2012年7月18日

体験型エンタテインメントの要素と「ARG」の定義


SIG-ARG および ARG 情報局では、ARG を含む体験型エンタテインメントを、上図のような複合的な要素により成り立っていると考え、今後はこの観点を踏まえた上で体験型エンタテインメントの分析・評価を行います。

体験型エンタテインメントは非常に幅広い娯楽であり、なんでもその中に包含できてしまうが故に、個々の企画の違いや特徴が分かりにくいという問題があります。様々な企画の多様な面白さの要素を言語化し、また、より分かりやすく可視化する試みと考えていただければ幸いです。

この記事では、最初に要素図の解説をした後に、様々な体験型エンタテインメントがこの図上でどのように位置づけられるのかの例を挙げ、最後に ARG 情報局における「ARG」を定義します。


要素図の解説


もうすこし分かりやすくするために、個々の手法を図の対応する位置に書き入れたものが下図となります。

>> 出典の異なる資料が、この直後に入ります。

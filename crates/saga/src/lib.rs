//! Reconciliation saga for meal consumption and remote inventory.
//!
//! A consumption record that references an inventory lot must be kept in
//! step with that lot's available quantity on the grocery service. The
//! [`ReconciliationSaga`] applies the remote delta first and writes the
//! ledger second; if the ledger write fails, the remote delta is reversed.
//!
//! Remote calls go through an [`InventoryClient`], normally wrapped in a
//! [`GuardedInventory`] so a failing service trips a [`CircuitBreaker`]
//! instead of stalling every saga.

pub mod breaker;
pub mod error;
pub mod inventory;
pub mod locks;
pub mod reconciliation;
pub mod run;
pub mod state;
pub mod step;

pub use breaker::{
    CircuitBreaker, CircuitBreakerConfig, CircuitState, Clock, ManualClock, SystemClock,
};
pub use error::{InventoryError, SagaError};
pub use inventory::{
    GuardedInventory, HttpInventoryClient, HttpInventoryConfig, InMemoryInventory,
    InventoryClient,
};
pub use locks::LotLocks;
pub use reconciliation::{ReconciliationSaga, SagaContext};
pub use run::{Compensation, SagaRun};
pub use state::SagaState;
pub use step::{SagaOperation, SagaStep};
//! Consumption endpoints. Writes run through the reconciliation saga.

use std::future::Future;
use std::sync::Arc;

use axum::Json;
use axum::extract::{Path, State};
use axum::http::StatusCode;
use common::{ConsumptionId, MealId};
use domain::{ConsumptionDraft, ConsumptionRecord};
use saga::SagaError;
use serde::Serialize;

use super::{AppLedger, AppState, parse_id};
use crate::auth::Caller;
use crate::error::ApiError;

#[derive(Serialize)]
#[serde(rename_all = "camelCase")]
pub struct ConsumptionListResponse {
    pub meal_id: MealId,
    pub items: Vec<ConsumptionRecord>,
    pub total_kcal: f64,
    pub total_cost: f64,
}

/// Runs a saga on its own task; a dropped connection does not cancel it.
async fn run_detached<T, F>(run: F) -> Result<T, ApiError>
where
    F: Future<Output = Result<T, SagaError>> + Send + 'static,
    T: Send + 'static,
{
    tokio::spawn(run)
        .await
        .map_err(|e| ApiError::Internal(format!("saga task failed: {e}")))?
        .map_err(ApiError::from)
}

/// GET /api/meal/{meal_id}/consumption
#[tracing::instrument(skip(state))]
pub async fn list<L: AppLedger>(
    State(state): State<Arc<AppState<L>>>,
    Path(meal_id): Path<String>,
) -> Result<Json<ConsumptionListResponse>, ApiError> {
    let meal_id: MealId = parse_id(&meal_id)?;
    state.ledger.get_meal(meal_id).await?;

    let items = state.ledger.list_for_meal(meal_id).await?;
    let total_kcal = state.ledger.sum_calories(meal_id).await?;
    let total_cost = state.ledger.sum_cost(meal_id).await?;

    Ok(Json(ConsumptionListResponse {
        meal_id,
        items,
        total_kcal,
        total_cost,
    }))
}

/// POST /api/meal/{meal_id}/consumption
#[tracing::instrument(skip(state, caller, draft))]
pub async fn create<L: AppLedger>(
    State(state): State<Arc<AppState<L>>>,
    Path(meal_id): Path<String>,
    Caller(caller): Caller,
    Json(draft): Json<ConsumptionDraft>,
) -> Result<(StatusCode, Json<ConsumptionRecord>), ApiError> {
    let meal_id: MealId = parse_id(&meal_id)?;
    state.ledger.get_meal(meal_id).await?;

    let saga = state.saga.clone();
    let ctx = state.saga_context(caller);
    let record = run_detached(async move { saga.create(meal_id, draft, &ctx).await }).await?;

    Ok((StatusCode::CREATED, Json(record)))
}

/// PATCH /api/meal/{meal_id}/consumption/{id}
#[tracing::instrument(skip(state, caller, draft))]
pub async fn update<L: AppLedger>(
    State(state): State<Arc<AppState<L>>>,
    Path((meal_id, id)): Path<(String, String)>,
    Caller(caller): Caller,
    Json(draft): Json<ConsumptionDraft>,
) -> Result<Json<ConsumptionRecord>, ApiError> {
    let meal_id: MealId = parse_id(&meal_id)?;
    let id: ConsumptionId = parse_id(&id)?;
    let draft = draft.with_id(id);

    let saga = state.saga.clone();
    let ctx = state.saga_context(caller);
    let record = run_detached(async move { saga.update(meal_id, draft, &ctx).await }).await?;

    Ok(Json(record))
}

/// DELETE /api/meal/{meal_id}/consumption/{id}
#[tracing::instrument(skip(state, caller))]
pub async fn delete<L: AppLedger>(
    State(state): State<Arc<AppState<L>>>,
    Path((meal_id, id)): Path<(String, String)>,
    Caller(caller): Caller,
) -> Result<StatusCode, ApiError> {
    let meal_id: MealId = parse_id(&meal_id)?;
    let id: ConsumptionId = parse_id(&id)?;

    let saga = state.saga.clone();
    let ctx = state.saga_context(caller);
    run_detached(async move { saga.delete(meal_id, id, &ctx).await }).await?;

    Ok(StatusCode::NO_CONTENT)
}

図にある大きな5つのサークルは、もっとも抽象的な「楽しさの属性」を表します。その中にある11個の四角は、独立して突き詰めていくことの可能な「楽しさの要素」を表します。そして、一番小さい黄色い丸は、個々の「手法」を表します。

5大属性

体験型エンタテインメントを特徴付けるもっとも大きな属性は「非日常体験」です。日常から離れ、特別な体験をすることによる娯楽。全てに共通するこの属性を大きく中央に置きました。

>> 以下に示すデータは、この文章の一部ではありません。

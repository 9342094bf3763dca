use serde::{Deserialize, Serialize};
use uuid::Uuid;

/// Declares a UUID-backed identifier newtype.
///
/// Each identifier gets its own type so a lot ID can never be passed where an
/// item ID is expected.
macro_rules! uuid_id {
    ($(#[$meta:meta])* $name:ident) => {
        $(#[$meta])*
        #[derive(Debug, Clone, Copy, PartialEq, Eq, Hash, PartialOrd, Ord, Serialize, Deserialize)]
        #[serde(transparent)]
        pub struct $name(Uuid);

        impl $name {
            /// Creates a new random identifier.
            pub fn new() -> Self {
                Self(Uuid::new_v4())
            }

            /// Creates an identifier from an existing UUID.
            pub fn from_uuid(uuid: Uuid) -> Self {
                Self(uuid)
            }

            /// Returns the underlying UUID.
            pub fn as_uuid(&self) -> Uuid {
                self.0
            }

            /// Returns true for the all-zero UUID, which callers use to mean "absent".
            pub fn is_nil(&self) -> bool {
                self.0.is_nil()
            }
        }

        impl Default for $name {
            fn default() -> Self {
                Self::new()
            }
        }

        impl std::fmt::Display for $name {
            fn fmt(&self, f: &mut std::fmt::Formatter<'_>) -> std::fmt::Result {
                write!(f, "{}", self.0)
            }
        }

        impl std::str::FromStr for $name {
            type Err = uuid::Error;

            fn from_str(s: &str) -> Result<Self, Self::Err> {
                Uuid::parse_str(s).map(Self)
            }
        }

        impl From<Uuid> for $name {
            fn from(uuid: Uuid) -> Self {
                Self(uuid)
            }
        }

        impl From<$name> for Uuid {
            fn from(id: $name) -> Self {
                id.0
            }
        }
    };
}

uuid_id!(
    /// Identifier of a single consumption record.
    ConsumptionId
);

uuid_id!(
    /// Identifier of a meal that owns consumption records.
    MealId
);

uuid_id!(
    /// Identifier of an inventory item in the remote grocery service.
    ItemId
);

uuid_id!(
    /// Identifier of an inventory lot (the grocery service calls it a transaction).
    LotId
);

/// Identifier of the user owning meals.
///
/// Opaque string issued by the identity provider.
#[derive(Debug, Clone, PartialEq, Eq, Hash, Serialize, Deserialize)]
#[serde(transparent)]
pub struct UserId(String);

impl UserId {
    pub fn new(id: impl Into<String>) -> Self {
        Self(id.into())
    }

    pub fn as_str(&self) -> &str {
        &self.0
    }
}

impl std::fmt::Display for UserId {
    fn fmt(&self, f: &mut std::fmt::Formatter<'_>) -> std::fmt::Result {
        write!(f, "{}", self.0)
    }
}

impl From<&str> for UserId {
    fn from(s: &str) -> Self {
        Self(s.to_string())
    }
}

impl From<String> for UserId {
    fn from(s: String) -> Self {
        Self(s)
    }
}
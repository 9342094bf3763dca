//! Prometheus metrics endpoint.

use axum::extract::State;
use axum::http::StatusCode;
use axum::http::header::CONTENT_TYPE;
use axum::response::IntoResponse;
use metrics_exporter_prometheus::PrometheusHandle;

/// GET /metrics: saga and circuit breaker metrics in Prometheus text format.
pub async fn get(State(handle): State<PrometheusHandle>) -> impl IntoResponse {
    handle.run_upkeep();
    (
        StatusCode::OK,
        [(CONTENT_TYPE, "text/plain; version=0.0.4; charset=utf-8")],
        handle.render(),
    )
}
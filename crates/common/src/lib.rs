//! Shared types for the meal tracking system.

pub mod auth;
pub mod types;

pub use auth::AuthContext;
pub use types::{ConsumptionId, ItemId, LotId, MealId, UserId};
//! Request extractors for caller credentials.
//!
//! Credentials are forwarded to the inventory service untouched; nothing
//! here verifies them.

use axum::extract::FromRequestParts;
use axum::http::header::{AUTHORIZATION, AsHeaderName};
use axum::http::request::Parts;
use axum::http::HeaderMap;
use common::{AuthContext, UserId};
use saga::inventory::http::USER_HEADER;

use crate::error::ApiError;

/// Credentials to forward: a bearer token, or else the `iv-user` header.
#[derive(Debug, Clone)]
pub struct Caller(pub AuthContext);

/// The user identity from the `iv-user` header.
#[derive(Debug, Clone)]
pub struct CallerId(pub UserId);

fn header(headers: &HeaderMap, name: impl AsHeaderName) -> Option<&str> {
    headers
        .get(name)
        .and_then(|value| value.to_str().ok())
        .map(str::trim)
        .filter(|value| !value.is_empty())
}

fn caller_from_headers(headers: &HeaderMap) -> Result<AuthContext, ApiError> {
    if let Some(auth) = header(headers, AUTHORIZATION).and_then(AuthContext::from_authorization_header) {
        return Ok(auth);
    }
    if let Some(user) = header(headers, USER_HEADER) {
        return Ok(AuthContext::User(user.to_string()));
    }
    Err(ApiError::Unauthorized(
        "Missing bearer token or iv-user header".to_string(),
    ))
}

impl<S: Send + Sync> FromRequestParts<S> for Caller {
    type Rejection = ApiError;

    async fn from_request_parts(parts: &mut Parts, _state: &S) -> Result<Self, Self::Rejection> {
        caller_from_headers(&parts.headers).map(Caller)
    }
}

impl<S: Send + Sync> FromRequestParts<S> for CallerId {
    type Rejection = ApiError;

    async fn from_request_parts(parts: &mut Parts, _state: &S) -> Result<Self, Self::Rejection> {
        header(&parts.headers, USER_HEADER)
            .map(|user| CallerId(UserId::new(user)))
            .ok_or_else(|| ApiError::Unauthorized("Missing iv-user header".to_string()))
    }
}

そして、「非日常体験」を取り巻く「物語」「リアリティ」「挑戦」「仲間たち」の4つの属性は、相互に絡み合いながら、体験型エンタテインメントの多様な楽しみを生み出しています。もう少し具体的な要素に落とし込みながら説明して行きましょう。

センス・オブ・ワンダー

「センス・オブ・ワンダー」は、SFの定義や、自然への畏敬など、様々な文脈で使われますが、ここでは「理屈じゃなく非日常を体感すること」という意味で使います。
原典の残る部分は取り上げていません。